[[ Given data, beginning ]]

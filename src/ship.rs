//! Ship definitions and placement geometry.

use core::fmt;
use core::str::FromStr;

use serde::{Deserialize, Serialize};

use crate::common::{Cell, ValidationError};
use crate::config::SHIPS;

/// Orientation of a ship on the board.
#[derive(Debug, Clone, Copy, PartialEq, Eq, Hash, Serialize, Deserialize)]
#[serde(rename_all = "lowercase")]
pub enum Orientation {
    Horizontal,
    Vertical,
}

impl Orientation {
    /// Wire name of the orientation.
    pub fn as_str(&self) -> &'static str {
        match self {
            Orientation::Horizontal => "horizontal",
            Orientation::Vertical => "vertical",
        }
    }

    /// Parse the wire name, `None` for anything else.
    pub fn parse(value: &str) -> Option<Self> {
        match value {
            "horizontal" => Some(Orientation::Horizontal),
            "vertical" => Some(Orientation::Vertical),
            _ => None,
        }
    }

    /// The other orientation, for rotate controls.
    pub fn rotated(self) -> Self {
        match self {
            Orientation::Horizontal => Orientation::Vertical,
            Orientation::Vertical => Orientation::Horizontal,
        }
    }
}

impl fmt::Display for Orientation {
    fn fmt(&self, f: &mut fmt::Formatter<'_>) -> fmt::Result {
        f.write_str(self.as_str())
    }
}

/// The five ship kinds of a fleet. Serialized under their variant names.
#[derive(Debug, Clone, Copy, PartialEq, Eq, Hash, PartialOrd, Ord, Serialize, Deserialize)]
pub enum ShipType {
    Carrier,
    Battleship,
    Destroyer,
    Submarine,
    PatrolBoat,
}

impl ShipType {
    /// Ship's name as used on the wire.
    pub const fn name(&self) -> &'static str {
        match self {
            ShipType::Carrier => "Carrier",
            ShipType::Battleship => "Battleship",
            ShipType::Destroyer => "Destroyer",
            ShipType::Submarine => "Submarine",
            ShipType::PatrolBoat => "PatrolBoat",
        }
    }

    /// Ship's length in cells.
    pub const fn length(&self) -> i32 {
        match self {
            ShipType::Carrier => 5,
            ShipType::Battleship => 4,
            ShipType::Destroyer => 3,
            ShipType::Submarine => 3,
            ShipType::PatrolBoat => 2,
        }
    }

    /// Short description shown while placing the fleet.
    pub const fn description(&self) -> &'static str {
        match self {
            ShipType::Carrier => "Aircraft Carrier (5 spaces): The largest ship in your fleet",
            ShipType::Battleship => "Battleship (4 spaces): A powerful warship",
            ShipType::Destroyer => "Destroyer (3 spaces): Fast and maneuverable",
            ShipType::Submarine => "Submarine (3 spaces): Stealthy underwater vessel",
            ShipType::PatrolBoat => "Patrol Boat (2 spaces): Small but essential",
        }
    }
}

impl fmt::Display for ShipType {
    fn fmt(&self, f: &mut fmt::Formatter<'_>) -> fmt::Result {
        f.write_str(self.name())
    }
}

impl FromStr for ShipType {
    type Err = ValidationError;

    fn from_str(s: &str) -> Result<Self, Self::Err> {
        SHIPS
            .iter()
            .copied()
            .find(|t| t.name() == s)
            .ok_or_else(|| ValidationError::UnknownShipType(s.to_string()))
    }
}

/// A single ship's type, origin and orientation. Serializes to the
/// `{"ship","x","y","orientation"}` shape the server expects.
#[derive(Debug, Clone, Copy, PartialEq, Eq, Hash, Serialize, Deserialize)]
pub struct Placement {
    pub ship: ShipType,
    pub x: i32,
    pub y: i32,
    pub orientation: Orientation,
}

impl Placement {
    pub const fn new(ship: ShipType, x: i32, y: i32, orientation: Orientation) -> Self {
        Self {
            ship,
            x,
            y,
            orientation,
        }
    }

    /// Build a placement from untyped parts, rejecting unknown ship names and
    /// orientation strings.
    pub fn parse(ship: &str, x: i32, y: i32, orientation: &str) -> Result<Self, ValidationError> {
        let ship: ShipType = ship.parse()?;
        let orientation =
            Orientation::parse(orientation).ok_or_else(|| ValidationError::InvalidOrientation {
                ship: ship.name().to_string(),
                value: orientation.to_string(),
            })?;
        Ok(Self::new(ship, x, y, orientation))
    }

    /// Origin cell of the ship.
    pub fn origin(&self) -> Cell {
        Cell::new(self.x, self.y)
    }

    /// Cells covered by the ship, starting at the origin. Horizontal ships grow
    /// along x, vertical ones along y. Not clipped to the board; coordinates
    /// saturate at `i32::MAX`.
    pub fn cells(&self) -> Vec<Cell> {
        let len = self.ship.length();
        (0..len)
            .map(|i| match self.orientation {
                Orientation::Horizontal => Cell::new(self.x.saturating_add(i), self.y),
                Orientation::Vertical => Cell::new(self.x, self.y.saturating_add(i)),
            })
            .collect()
    }

    /// Last cell covered by the ship.
    pub fn end(&self) -> Cell {
        let last = self.ship.length() - 1;
        match self.orientation {
            Orientation::Horizontal => Cell::new(self.x.saturating_add(last), self.y),
            Orientation::Vertical => Cell::new(self.x, self.y.saturating_add(last)),
        }
    }

    /// Whether the ship covers `cell`.
    pub fn contains(&self, cell: Cell) -> bool {
        let end = self.end();
        (self.x..=end.x).contains(&cell.x) && (self.y..=end.y).contains(&cell.y)
    }

    /// Whether two ships share any cell.
    pub fn overlaps(&self, other: &Placement) -> bool {
        self.cells().iter().any(|c| other.contains(*c))
    }
}

impl fmt::Display for Placement {
    fn fmt(&self, f: &mut fmt::Formatter<'_>) -> fmt::Result {
        write!(f, "{},{},{},{}", self.ship, self.x, self.y, self.orientation)
    }
}

/// Parses `TYPE,X,Y,ORIENTATION`, e.g. `Carrier,0,0,horizontal`.
impl FromStr for Placement {
    type Err = ValidationError;

    fn from_str(s: &str) -> Result<Self, Self::Err> {
        let malformed = || ValidationError::MalformedPlacement(s.to_string());
        let parts: Vec<&str> = s.split(',').map(str::trim).collect();
        let [ship, x, y, orientation] = parts.as_slice() else {
            return Err(malformed());
        };
        let x: i32 = x.parse().map_err(|_| malformed())?;
        let y: i32 = y.parse().map_err(|_| malformed())?;
        Placement::parse(ship, x, y, orientation)
    }
}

[[ Given data, end ]]

▶ What to produce:
Each entry in the data should be restated exactly as it was written.

▶ Solution:
filename src/ship.rs
//! Ship definitions and placement geometry.

use core::fmt;
use core::str::FromStr;

use serde::{Deserialize, Serialize};

use crate::common::{Cell, ValidationError};
use crate::config::SHIPS;

/// Orientation of a ship on the board.
#[derive(Debug, Clone, Copy, PartialEq, Eq, Hash, Serialize, Deserialize)]
#[serde(rename_all = "lowercase")]
pub enum Orientation {
    Horizontal,
    Vertical,
}

impl Orientation {
    /// Wire name of the orientation.
    pub fn as_str(&self) -> &'static str {
        match self {
            Orientation::Horizontal => "horizontal",
            Orientation::Vertical => "vertical",
        }
    }

    /// Parse the wire name, `None` for anything else.
    pub fn parse(value: &str) -> Option<Self> {
        match value {
            "horizontal" => Some(Orientation::Horizontal),
            "vertical" => Some(Orientation::Vertical),
            _ => None,
        }
    }

    /// The other orientation, for rotate controls.
    pub fn rotated(self) -> Self {
        match self {
            Orientation::Horizontal => Orientation::Vertical,
            Orientation::Vertical => Orientation::Horizontal,
        }
    }
}

impl fmt::Display for Orientation {
    fn fmt(&self, f: &mut fmt::Formatter<'_>) -> fmt::Result {
        f.write_str(self.as_str())
    }
}

/// The five ship kinds of a fleet. Serialized under their variant names.
#[derive(Debug, Clone, Copy, PartialEq, Eq, Hash, PartialOrd, Ord, Serialize, Deserialize)]
pub enum ShipType {
    Carrier,
    Battleship,
    Destroyer,
    Submarine,
    PatrolBoat,
}

impl ShipType {
    /// Ship's name as used on the wire.
    pub const fn name(&self) -> &'static str {
        match self {
            ShipType::Carrier => "Carrier",
            ShipType::Battleship => "Battleship",
            ShipType::Destroyer => "Destroyer",
            ShipType::Submarine => "Submarine",
            ShipType::PatrolBoat => "PatrolBoat",
        }
    }

    /// Ship's length in cells.
    pub const fn length(&self) -> i32 {
        match self {
            ShipType::Carrier => 5,
            ShipType::Battleship => 4,
            ShipType::Destroyer => 3,
            ShipType::Submarine => 3,
            ShipType::PatrolBoat => 2,
        }
    }

    /// Short description shown while placing the fleet.
    pub const fn description(&self) -> &'static str {
        match self {
            ShipType::Carrier => "Aircraft Carrier (5 spaces): The largest ship in your fleet",
            ShipType::Battleship => "Battleship (4 spaces): A powerful warship",
            ShipType::Destroyer => "Destroyer (3 spaces): Fast and maneuverable",
            ShipType::Submarine => "Submarine (3 spaces): Stealthy underwater vessel",
            ShipType::PatrolBoat => "Patrol Boat (2 spaces): Small but essential",
        }
    }
}

impl fmt::Display for ShipType {
    fn fmt(&self, f: &mut fmt::Formatter<'_>) -> fmt::Result {
        f.write_str(self.name())
    }
}

impl FromStr for ShipType {
    type Err = ValidationError;

    fn from_str(s: &str) -> Result<Self, Self::Err> {
        SHIPS
            .iter()
            .copied()
            .find(|t| t.name() == s)
            .ok_or_else(|| ValidationError::UnknownShipType(s.to_string()))
    }
}

/// A single ship's type, origin and orientation. Serializes to the
/// `{"ship","x","y","orientation"}` shape the server expects.
#[derive(Debug, Clone, Copy, PartialEq, Eq, Hash, Serialize, Deserialize)]
pub struct Placement {
    pub ship: ShipType,
    pub x: i32,
    pub y: i32,
    pub orientation: Orientation,
}

impl Placement {
    pub const fn new(ship: ShipType, x: i32, y: i32, orientation: Orientation) -> Self {
        Self {
            ship,
            x,
            y,
            orientation,
        }
    }

    /// Build a placement from untyped parts, rejecting unknown ship names and
    /// orientation strings.
    pub fn parse(ship: &str, x: i32, y: i32, orientation: &str) -> Result<Self, ValidationError> {
        let ship: ShipType = ship.parse()?;
        let orientation =
            Orientation::parse(orientation).ok_or_else(|| ValidationError::InvalidOrientation {
                ship: ship.name().to_string(),
                value: orientation.to_string(),
            })?;
        Ok(Self::new(ship, x, y, orientation))
    }

    /// Origin cell of the ship.
    pub fn origin(&self) -> Cell {
        Cell::new(self.x, self.y)
    }

    /// Cells covered by the ship, starting at the origin. Horizontal ships grow
    /// along x, vertical ones along y. Not clipped to the board; coordinates
    /// saturate at `i32::MAX`.
    pub fn cells(&self) -> Vec<Cell> {
        let len = self.ship.length();
        (0..len)
            .map(|i| match self.orientation {
                Orientation::Horizontal => Cell::new(self.x.saturating_add(i), self.y),
                Orientation::Vertical => Cell::new(self.x, self.y.saturating_add(i)),
            })
            .collect()
    }

    /// Last cell covered by the ship.
    pub fn end(&self) -> Cell {
        let last = self.ship.length() - 1;
        match self.orientation {
            Orientation::Horizontal => Cell::new(self.x.saturating_add(last), self.y),
            Orientation::Vertical => Cell::new(self.x, self.y.saturating_add(last)),
        }
    }

    /// Whether the ship covers `cell`.
    pub fn contains(&self, cell: Cell) -> bool {
        let end = self.end();
        (self.x..=end.x).contains(&cell.x) && (self.y..=end.y).contains(&cell.y)
    }

    /// Whether two ships share any cell.
    pub fn overlaps(&self, other: &Placement) -> bool {
        self.cells().iter().any(|c| other.contains(*c))
    }
}

impl fmt::Display for Placement {
    fn fmt(&self, f: &mut fmt::Formatter<'_>) -> fmt::Result {
        write!(f, "{},{},{},{}", self.ship, self.x, self.y, self.orientation)
    }
}

/// Parses `TYPE,X,Y,ORIENTATION`, e.g. `Carrier,0,0,horizontal`.
impl FromStr for Placement {
    type Err = ValidationError;

    fn from_str(s: &str) -> Result<Self, Self::Err> {
        let malformed = || ValidationError::MalformedPlacement(s.to_string());
        let parts: Vec<&str> = s.split(',').map(str::trim).collect();
        let [ship, x, y, orientation] = parts.as_slice() else {
            return Err(malformed());
        };
        let x: i32 = x.parse().map_err(|_| malformed())?;
        let y: i32 = y.parse().map_err(|_| malformed())?;
        Placement::parse(ship, x, y, orientation)
    }
}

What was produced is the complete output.